10/23/2013 6:03PM

Florida racing industry representatives speak at gaming committee hearing


Nearly a dozen representatives of the Florida parimutuel industry, including Eclipse Award-winning trainer Dale Romans, appeared on Wednesday afternoon at a Florida Senate Gaming Committee hearing in Coconut Creek to extol the industry’s economic impact as part of a campaign to vie for influence during an upcoming effort to rewrite the state’s gambling laws.

The parimutuel representatives were part of a slate of more than 90 people who spoke at the hearing, including supporters and opponents of what is expected to be an all-out effort to approve new casinos in the state during the legislative session beginning next year.

The parimutuel representatives nearly unanimously stressed that they believed the racing industry had a positive economic impact on Florida without specifically requesting what they were seeking from any legislation, a typical political strategy at the outset of any legislative effort revolving around the award of lucrative licenses that can generate millions of dollars annually for a variety of constituents.

Joseph Iardisernia, a part owner of Northwest Stud in Ocala, said that breeding operations like his support a vast number of agricultural jobs. “Consider this as you go into your next legislative session,” he said.

Kent Stirling, the executive director of the Florida Horsemen’s Benevolent and Protective Association, simply used his time at the microphone to reel off a litany of statistics about employment and the economic impact of Thoroughbred racing. He pointed to a study commissioned by the legislature examining the state’s existing gambling industries that said that each horse in training produces $25,000 in spending each year.

The Florida legislature has said that it plans to rewrite the state’s gambling regulations as early as next year, and most expect the legislature to authorize new casinos following an intense lobbying effort by casinos and construction companies. Horseracing interests intend to lobby to at least protect their existing share of casino revenues, while also being wary over the recent efforts by some companies to obtain racing permits through the establishment of parimutuel barrel racing, for example, or the performance of a lone Quarter Horse match race, as a company associated with Gulfstream Park did earlier this year.
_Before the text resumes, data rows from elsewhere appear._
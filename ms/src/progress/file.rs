//! FileProgress - persists the processing state as a JSON snapshot

use async_trait::async_trait;
use std::path::{Path, PathBuf};
use tracing::debug;

use super::{ProcessingState, ProgressError, ProgressSink};

/// Writes the whole state to a file on every flush
///
/// The file is replaced atomically so readers polling it never see a
/// partial snapshot.
#[derive(Debug, Clone)]
pub struct FileProgress {
    state: ProcessingState,
    path: PathBuf,
}

impl FileProgress {
    pub fn new(activity: impl Into<String>, path: impl Into<PathBuf>) -> Self {
        Self {
            state: ProcessingState::new(activity),
            path: path.into(),
        }
    }

    pub fn path(&self) -> &Path {
        &self.path
    }

    /// Read a snapshot written by a previous flush
    pub async fn read_snapshot(path: impl AsRef<Path>) -> Result<ProcessingState, ProgressError> {
        let content = tokio::fs::read_to_string(path).await?;
        Ok(serde_json::from_str(&content)?)
    }
}

#[async_trait]
impl ProgressSink for FileProgress {
    fn state(&self) -> &ProcessingState {
        &self.state
    }

    fn state_mut(&mut self) -> &mut ProcessingState {
        &mut self.state
    }

    async fn flush(&mut self) -> Result<(), ProgressError> {
        debug!(path = %self.path.display(), items = self.state.items.len(), "FileProgress::flush: called");
        if let Some(parent) = self.path.parent()
            && !parent.as_os_str().is_empty()
        {
            tokio::fs::create_dir_all(parent).await?;
        }

        let content = serde_json::to_vec_pretty(&self.state)?;
        let tmp = self.path.with_extension("tmp");
        tokio::fs::write(&tmp, content).await?;
        tokio::fs::rename(&tmp, &self.path).await?;
        Ok(())
    }
}
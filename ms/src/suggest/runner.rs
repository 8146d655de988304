//! Suggester - runs the decision chain over all candidate matches
//!
//! Candidates are processed one at a time in input order. A failing
//! candidate is logged, marked failed and dropped from the result; only
//! cancellation and progress persistence errors abort the run.

use std::sync::Arc;
use thiserror::Error;
use tracing::{debug, info, warn};

use super::cancel::CancelSignal;
use crate::domain::{
    AttributeMappingDefinition, AttributeMatch, ItemPath, MappingSuggestion, MappingsSuggestion, OwnedRecordPair,
    OwnedRecordRef, PathError,
};
use crate::heuristic::{Decision, decide};
use crate::pairs::{ValuePair, build_from_preloaded, preload_owned_pairs};
use crate::progress::{ItemOutcome, ProgressError, ProgressSink};
use crate::quality::{QualityAssessor, QualityError};
use crate::service::{
    AttributeDescriptor, MappingDirection, ServiceError, SuggestMappingRequest, SuggestMappingResponse,
    SuggestionService,
};
use crate::store::RecordStore;

/// Activity name used for progress tracking
pub const MAPPINGS_SUGGESTION_ACTIVITY: &str = "mappingsSuggestion";

/// Errors that fail a single candidate
#[derive(Debug, Error)]
pub enum CandidateError {
    #[error("Invalid item path: {0}")]
    Path(#[from] PathError),

    #[error("Suggestion service error: {0}")]
    Service(#[from] ServiceError),

    #[error("Quality assessment error: {0}")]
    Quality(#[from] QualityError),
}

/// Errors that abort a whole run
#[derive(Debug, Error)]
pub enum RunError {
    #[error("Suggestion run was cancelled")]
    Cancelled,

    #[error("Progress tracking failed: {0}")]
    Progress(#[from] ProgressError),
}

/// Collaborators of a suggestion run
#[derive(Clone)]
pub struct SuggestionContext {
    pub service: Arc<dyn SuggestionService>,
    pub assessor: Arc<dyn QualityAssessor>,
    pub store: Arc<dyn RecordStore>,
    pub cancel: CancelSignal,
}

/// Suggests mappings for candidate attribute matches
pub struct Suggester {
    ctx: SuggestionContext,
}

impl Suggester {
    pub fn new(ctx: SuggestionContext) -> Self {
        Self { ctx }
    }

    /// Suggest a mapping for every candidate
    ///
    /// Returns one suggestion per successfully processed candidate, in
    /// input order. `owned_refs` are the sampled account/owner references
    /// used as examples; `None` means no examples.
    pub async fn suggest_mappings(
        &self,
        matches: &[AttributeMatch],
        owned_refs: Option<&[OwnedRecordRef]>,
        progress: &mut dyn ProgressSink,
    ) -> Result<MappingsSuggestion, RunError> {
        debug!(
            match_count = matches.len(),
            ref_count = ?owned_refs.map(|r| r.len()),
            "suggest_mappings: called"
        );
        self.check_if_can_run()?;

        if matches.is_empty() {
            warn!("No schema match found, returning empty suggestion");
            return Ok(MappingsSuggestion::default());
        }

        progress.set_expected_progress(matches.len());
        let result = self.process_matches(matches, owned_refs, progress).await;
        if let Err(e) = &result {
            progress.record_exception(&e.to_string());
        }
        let closed = progress.close().await;

        let suggestion = result?;
        if let Err(e) = closed {
            progress.record_exception(&e.to_string());
            return Err(e.into());
        }
        info!(
            suggested = suggestion.len(),
            failed = progress.state().failed(),
            "Mappings suggestion finished"
        );
        Ok(suggestion)
    }

    async fn process_matches(
        &self,
        matches: &[AttributeMatch],
        owned_refs: Option<&[OwnedRecordRef]>,
        progress: &mut dyn ProgressSink,
    ) -> Result<MappingsSuggestion, RunError> {
        let loaded = match preload_owned_pairs(owned_refs, self.ctx.store.as_ref()).await {
            Ok(loaded) => loaded,
            Err(e) => {
                warn!(error = %e, "Couldn't preload owned records; proceeding without examples");
                Vec::new()
            }
        };

        let mut suggestion = MappingsSuggestion::default();
        for candidate in matches {
            let op = progress.record_start(&candidate.source.name);
            progress.flush().await?;

            match self.suggest_for_candidate(candidate, &loaded).await {
                Ok(mapping) => {
                    suggestion.attribute_mappings.push(mapping);
                    progress.record_end(op, ItemOutcome::Success);
                }
                Err(e) => {
                    // dropped from the result; visible only through progress and logs
                    warn!(candidate = %candidate, error = %e, "Couldn't suggest mapping");
                    progress.record_end(op, ItemOutcome::Failure);
                }
            }

            self.check_if_can_run()?;
        }

        Ok(suggestion)
    }

    async fn suggest_for_candidate(
        &self,
        candidate: &AttributeMatch,
        loaded: &[OwnedRecordPair],
    ) -> Result<MappingSuggestion, CandidateError> {
        let source_path = candidate.source_path()?;
        let target_path = candidate.target_path()?;
        let pairs = build_from_preloaded(loaded, &source_path, &target_path);
        self.suggest_mapping(candidate, &source_path, &target_path, &pairs).await
    }

    /// Decide and score the mapping for one candidate given its value pairs
    pub async fn suggest_mapping(
        &self,
        candidate: &AttributeMatch,
        source_path: &ItemPath,
        target_path: &ItemPath,
        pairs: &[ValuePair],
    ) -> Result<MappingSuggestion, CandidateError> {
        debug!(
            %candidate,
            pair_count = pairs.len(),
            "suggest_mapping: called"
        );

        let transformation = match decide(pairs, candidate.target_type) {
            Decision::PassThrough(reason) => {
                debug!(?reason, "suggest_mapping: using as-is without asking the service");
                None
            }
            Decision::NeedsExternalSuggestion => {
                debug!("suggest_mapping: asking the service for a transformation script");
                let transformation = self.ask_service(candidate, pairs).await?.into_transformation();
                match &transformation {
                    Some(t) => debug!(script = %t.script, "suggest_mapping: service returned a script"),
                    None => debug!("suggest_mapping: service answered as-is"),
                }
                transformation
            }
        };

        let expected_quality = self
            .ctx
            .assessor
            .assess(pairs, candidate.target_type, transformation.as_ref())
            .await?;

        Ok(MappingSuggestion {
            attribute_match: candidate.clone(),
            definition: AttributeMappingDefinition::new(source_path, target_path, transformation),
            expected_quality,
            ai_provided: true,
        })
    }

    async fn ask_service(
        &self,
        candidate: &AttributeMatch,
        pairs: &[ValuePair],
    ) -> Result<SuggestMappingResponse, ServiceError> {
        let request = SuggestMappingRequest {
            source_attribute: AttributeDescriptor::from(&candidate.source),
            target_attribute: AttributeDescriptor::from(&candidate.target),
            direction: MappingDirection::Inbound,
            example: pairs
                .iter()
                .map(|p| p.to_example(&candidate.source.name, &candidate.target.name))
                .collect(),
        };
        self.ctx.service.suggest_mapping(request).await
    }

    fn check_if_can_run(&self) -> Result<(), RunError> {
        if self.ctx.cancel.is_cancelled() {
            debug!("check_if_can_run: cancellation requested");
            return Err(RunError::Cancelled);
        }
        Ok(())
    }
}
The Florida Horsemen’s and Benevolent and Protective Association and the Florida Quarter Horse Racing Association have vociferously objected to the awarding of those permits and have filed complaints with the state’s Division of Pari-Mutuel Wagering over the legality of them. The horsemen’s organizations have argued that the companies receiving the permits are seeking to establish a foothold in any future casino-gambling expansion, and that they are concerned the companies will use the permits without directing any casino revenues to horsemen.

Speakers at the hearing were limited to two minutes. Romans used his two minutes to state that when he brings his 150 horses to south Florida in the winter, he will bring with him a weekly payroll of $60,000, all of which gets spent in the local market.

But Romans also was highly critical of south Florida’s existing parimutuel facilities, saying that the racetracks had focused their efforts on the casino sides of their businesses since opening slot-machine casinos six years ago without putting a comparable investment into their parimutuel operations.

“We’re the labor-intensive side of the business, and once you get a casino, you don’t want to deal with the labor side of the business,” Romans said.

While supporters of expanded gambling dominated the first half of the hearing, the second half was dominated by opponents of greyhound racing, many of whom used graphic language to urge the state to either abolish greyhound racing outright or pass legislation that would end a requirement that slot-machine facilities also run parimutuel operations. Several of the speakers identified themselves as being part of a successful effort in 2008 to ban greyhound racing in Massachusetts.

One speaker, Randolph Goodman, stated that he supported the decoupling of racing and casino licenses in order to expose the financial weakness of greyhound tracks, which rely on subsidies for purses and operating expenses, he said. “There is no demand for greyhound racing any more,” Goodman said. “If you decouple, you will see.”

Any successful effort to decouple licenses could have a significant impact on Thoroughbred racing as well. Although Thoroughbred tracks are believed to be profitable on their own, the subsidies have allowed the tracks to boost purses and maintain race days. In addition, it’s believed by horsemen that if Churchill Downs Inc. were able to operate a casino at its Calder Race Course without continuing to race, the company would seriously weigh the prospect, perhaps ceding its racing dates to Gulfstream Park, which is owned privately by the billionaire horseman Frank Stronach.